* To do *
Filter the entries that follow, copying every line in which the word "CommandRunner" appears.

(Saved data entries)
********************
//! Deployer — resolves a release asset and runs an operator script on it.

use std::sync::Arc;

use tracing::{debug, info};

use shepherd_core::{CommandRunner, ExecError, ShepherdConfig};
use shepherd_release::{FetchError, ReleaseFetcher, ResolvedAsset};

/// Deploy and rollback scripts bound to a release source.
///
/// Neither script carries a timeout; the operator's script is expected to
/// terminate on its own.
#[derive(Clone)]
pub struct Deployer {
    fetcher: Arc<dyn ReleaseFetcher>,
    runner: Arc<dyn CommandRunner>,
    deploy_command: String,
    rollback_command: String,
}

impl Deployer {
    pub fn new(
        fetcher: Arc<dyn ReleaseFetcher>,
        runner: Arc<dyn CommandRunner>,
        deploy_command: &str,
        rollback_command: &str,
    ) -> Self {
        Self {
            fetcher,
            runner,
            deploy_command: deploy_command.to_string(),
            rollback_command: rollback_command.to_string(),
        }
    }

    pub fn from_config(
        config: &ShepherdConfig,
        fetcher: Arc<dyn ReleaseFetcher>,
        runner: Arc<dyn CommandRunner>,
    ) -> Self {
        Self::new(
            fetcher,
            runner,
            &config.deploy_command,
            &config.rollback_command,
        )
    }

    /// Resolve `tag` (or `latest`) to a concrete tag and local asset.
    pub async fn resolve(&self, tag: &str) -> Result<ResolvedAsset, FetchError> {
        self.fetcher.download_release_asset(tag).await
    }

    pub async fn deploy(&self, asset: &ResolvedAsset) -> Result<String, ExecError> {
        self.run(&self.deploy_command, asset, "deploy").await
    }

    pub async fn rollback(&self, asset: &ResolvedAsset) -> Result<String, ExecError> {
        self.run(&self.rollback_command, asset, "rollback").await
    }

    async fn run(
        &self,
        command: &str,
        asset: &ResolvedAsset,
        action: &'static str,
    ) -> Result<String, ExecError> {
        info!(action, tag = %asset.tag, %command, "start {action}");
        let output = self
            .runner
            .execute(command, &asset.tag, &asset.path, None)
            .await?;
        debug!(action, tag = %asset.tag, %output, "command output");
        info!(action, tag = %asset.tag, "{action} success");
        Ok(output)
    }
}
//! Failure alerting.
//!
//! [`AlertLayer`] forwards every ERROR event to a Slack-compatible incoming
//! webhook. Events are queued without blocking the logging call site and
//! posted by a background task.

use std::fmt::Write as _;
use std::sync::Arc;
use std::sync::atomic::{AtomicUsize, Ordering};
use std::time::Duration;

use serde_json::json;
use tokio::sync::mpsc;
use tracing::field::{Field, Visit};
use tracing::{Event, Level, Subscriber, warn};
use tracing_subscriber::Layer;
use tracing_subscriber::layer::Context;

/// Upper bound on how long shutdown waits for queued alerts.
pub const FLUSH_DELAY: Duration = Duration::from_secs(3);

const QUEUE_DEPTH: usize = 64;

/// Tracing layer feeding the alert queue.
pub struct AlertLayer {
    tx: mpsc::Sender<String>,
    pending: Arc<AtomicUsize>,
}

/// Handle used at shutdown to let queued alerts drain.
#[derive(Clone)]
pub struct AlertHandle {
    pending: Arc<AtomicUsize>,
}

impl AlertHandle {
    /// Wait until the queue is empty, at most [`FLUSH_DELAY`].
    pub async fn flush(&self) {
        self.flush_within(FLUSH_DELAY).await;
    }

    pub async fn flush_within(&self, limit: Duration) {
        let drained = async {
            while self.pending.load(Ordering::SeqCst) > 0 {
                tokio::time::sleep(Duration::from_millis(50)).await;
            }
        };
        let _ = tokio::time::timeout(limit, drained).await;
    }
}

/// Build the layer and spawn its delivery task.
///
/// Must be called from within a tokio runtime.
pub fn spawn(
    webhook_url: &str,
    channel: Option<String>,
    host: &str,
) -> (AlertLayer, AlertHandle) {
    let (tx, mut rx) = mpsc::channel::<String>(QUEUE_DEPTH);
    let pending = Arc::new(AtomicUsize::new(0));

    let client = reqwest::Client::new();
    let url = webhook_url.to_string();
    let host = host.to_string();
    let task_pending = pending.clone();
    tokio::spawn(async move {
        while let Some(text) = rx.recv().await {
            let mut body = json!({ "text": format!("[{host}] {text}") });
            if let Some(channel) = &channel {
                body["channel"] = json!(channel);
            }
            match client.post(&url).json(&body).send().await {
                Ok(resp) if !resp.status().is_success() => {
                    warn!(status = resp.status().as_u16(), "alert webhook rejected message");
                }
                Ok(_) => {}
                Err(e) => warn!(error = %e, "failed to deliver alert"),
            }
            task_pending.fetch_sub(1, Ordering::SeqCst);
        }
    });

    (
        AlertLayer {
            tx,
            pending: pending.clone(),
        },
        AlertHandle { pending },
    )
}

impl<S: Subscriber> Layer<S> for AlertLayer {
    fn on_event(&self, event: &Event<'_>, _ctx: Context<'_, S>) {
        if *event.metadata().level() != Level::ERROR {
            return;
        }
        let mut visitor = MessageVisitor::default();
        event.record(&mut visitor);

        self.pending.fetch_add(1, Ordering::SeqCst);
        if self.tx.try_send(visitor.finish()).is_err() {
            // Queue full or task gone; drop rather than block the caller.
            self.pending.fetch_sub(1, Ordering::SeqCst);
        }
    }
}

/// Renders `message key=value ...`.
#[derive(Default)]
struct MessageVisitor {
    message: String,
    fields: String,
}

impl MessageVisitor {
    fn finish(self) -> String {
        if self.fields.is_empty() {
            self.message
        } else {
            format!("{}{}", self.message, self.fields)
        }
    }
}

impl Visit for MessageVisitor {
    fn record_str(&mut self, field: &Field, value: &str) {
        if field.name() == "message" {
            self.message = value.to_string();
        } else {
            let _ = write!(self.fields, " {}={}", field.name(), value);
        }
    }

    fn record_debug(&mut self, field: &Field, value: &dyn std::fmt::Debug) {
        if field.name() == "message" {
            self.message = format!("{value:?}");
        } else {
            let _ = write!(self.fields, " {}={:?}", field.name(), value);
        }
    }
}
********************
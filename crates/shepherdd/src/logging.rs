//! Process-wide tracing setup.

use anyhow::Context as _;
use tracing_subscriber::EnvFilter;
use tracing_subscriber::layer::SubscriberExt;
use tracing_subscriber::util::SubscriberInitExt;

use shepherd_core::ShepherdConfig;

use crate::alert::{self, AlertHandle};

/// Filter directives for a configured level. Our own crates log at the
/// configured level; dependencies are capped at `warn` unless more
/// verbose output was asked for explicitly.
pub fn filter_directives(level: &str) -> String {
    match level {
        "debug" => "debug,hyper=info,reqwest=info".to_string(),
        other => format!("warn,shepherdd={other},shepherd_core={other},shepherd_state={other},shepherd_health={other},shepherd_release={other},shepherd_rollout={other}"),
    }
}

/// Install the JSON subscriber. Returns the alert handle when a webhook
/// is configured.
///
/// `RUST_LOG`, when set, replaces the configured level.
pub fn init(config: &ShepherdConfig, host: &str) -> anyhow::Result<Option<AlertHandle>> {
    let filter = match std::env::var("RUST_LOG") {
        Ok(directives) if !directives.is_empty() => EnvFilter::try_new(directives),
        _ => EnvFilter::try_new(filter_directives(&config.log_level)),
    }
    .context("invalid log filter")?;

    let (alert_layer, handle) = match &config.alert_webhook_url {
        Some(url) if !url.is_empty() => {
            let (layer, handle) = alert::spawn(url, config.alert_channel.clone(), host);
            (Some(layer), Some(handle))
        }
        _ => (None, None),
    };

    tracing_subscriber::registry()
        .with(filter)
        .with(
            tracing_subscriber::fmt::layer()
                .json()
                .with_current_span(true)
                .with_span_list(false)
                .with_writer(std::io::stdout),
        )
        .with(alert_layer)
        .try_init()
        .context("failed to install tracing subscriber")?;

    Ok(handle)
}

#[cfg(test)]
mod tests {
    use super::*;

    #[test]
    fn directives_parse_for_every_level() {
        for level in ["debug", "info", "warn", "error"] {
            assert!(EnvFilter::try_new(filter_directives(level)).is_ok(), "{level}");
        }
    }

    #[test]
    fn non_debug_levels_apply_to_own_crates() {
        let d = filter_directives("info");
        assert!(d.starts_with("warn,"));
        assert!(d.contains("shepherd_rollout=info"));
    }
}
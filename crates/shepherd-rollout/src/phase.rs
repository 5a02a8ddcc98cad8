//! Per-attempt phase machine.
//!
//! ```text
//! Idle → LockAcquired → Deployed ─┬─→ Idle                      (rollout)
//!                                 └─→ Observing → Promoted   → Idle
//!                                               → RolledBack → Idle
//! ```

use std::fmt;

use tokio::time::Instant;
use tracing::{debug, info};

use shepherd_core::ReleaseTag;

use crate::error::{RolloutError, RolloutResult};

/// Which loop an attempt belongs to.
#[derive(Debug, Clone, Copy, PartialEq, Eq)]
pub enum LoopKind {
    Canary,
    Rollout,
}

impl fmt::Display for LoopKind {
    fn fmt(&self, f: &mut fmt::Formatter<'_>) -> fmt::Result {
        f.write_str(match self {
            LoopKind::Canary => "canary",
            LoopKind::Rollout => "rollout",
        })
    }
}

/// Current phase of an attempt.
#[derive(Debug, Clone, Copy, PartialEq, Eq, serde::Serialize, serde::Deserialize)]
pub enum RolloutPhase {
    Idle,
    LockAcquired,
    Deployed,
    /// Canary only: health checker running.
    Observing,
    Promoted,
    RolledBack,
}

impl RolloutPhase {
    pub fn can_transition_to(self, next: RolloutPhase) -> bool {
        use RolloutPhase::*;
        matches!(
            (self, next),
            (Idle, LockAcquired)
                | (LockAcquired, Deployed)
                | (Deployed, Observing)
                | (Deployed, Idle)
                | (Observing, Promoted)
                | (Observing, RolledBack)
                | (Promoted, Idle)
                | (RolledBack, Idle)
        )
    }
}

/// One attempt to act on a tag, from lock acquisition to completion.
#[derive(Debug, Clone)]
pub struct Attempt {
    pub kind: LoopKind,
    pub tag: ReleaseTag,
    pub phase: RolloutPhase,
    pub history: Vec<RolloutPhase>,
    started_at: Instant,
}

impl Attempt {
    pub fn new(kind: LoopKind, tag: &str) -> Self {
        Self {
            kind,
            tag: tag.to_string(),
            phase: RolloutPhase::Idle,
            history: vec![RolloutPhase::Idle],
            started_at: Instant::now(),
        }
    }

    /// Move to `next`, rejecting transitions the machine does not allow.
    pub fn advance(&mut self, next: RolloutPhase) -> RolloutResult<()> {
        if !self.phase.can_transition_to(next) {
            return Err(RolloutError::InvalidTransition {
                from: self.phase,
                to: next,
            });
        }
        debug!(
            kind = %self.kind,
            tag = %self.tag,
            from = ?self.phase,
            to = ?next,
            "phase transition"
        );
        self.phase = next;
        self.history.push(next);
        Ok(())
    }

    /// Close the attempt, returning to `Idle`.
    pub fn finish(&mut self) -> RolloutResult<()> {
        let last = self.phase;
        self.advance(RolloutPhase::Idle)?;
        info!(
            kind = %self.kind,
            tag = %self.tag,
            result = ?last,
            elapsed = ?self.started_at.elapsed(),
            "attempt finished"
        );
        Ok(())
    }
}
********************
* Answer to this task *
use shepherd_core::{CommandRunner, ExecError, ShepherdConfig};
    runner: Arc<dyn CommandRunner>,
        runner: Arc<dyn CommandRunner>,
        runner: Arc<dyn CommandRunner>,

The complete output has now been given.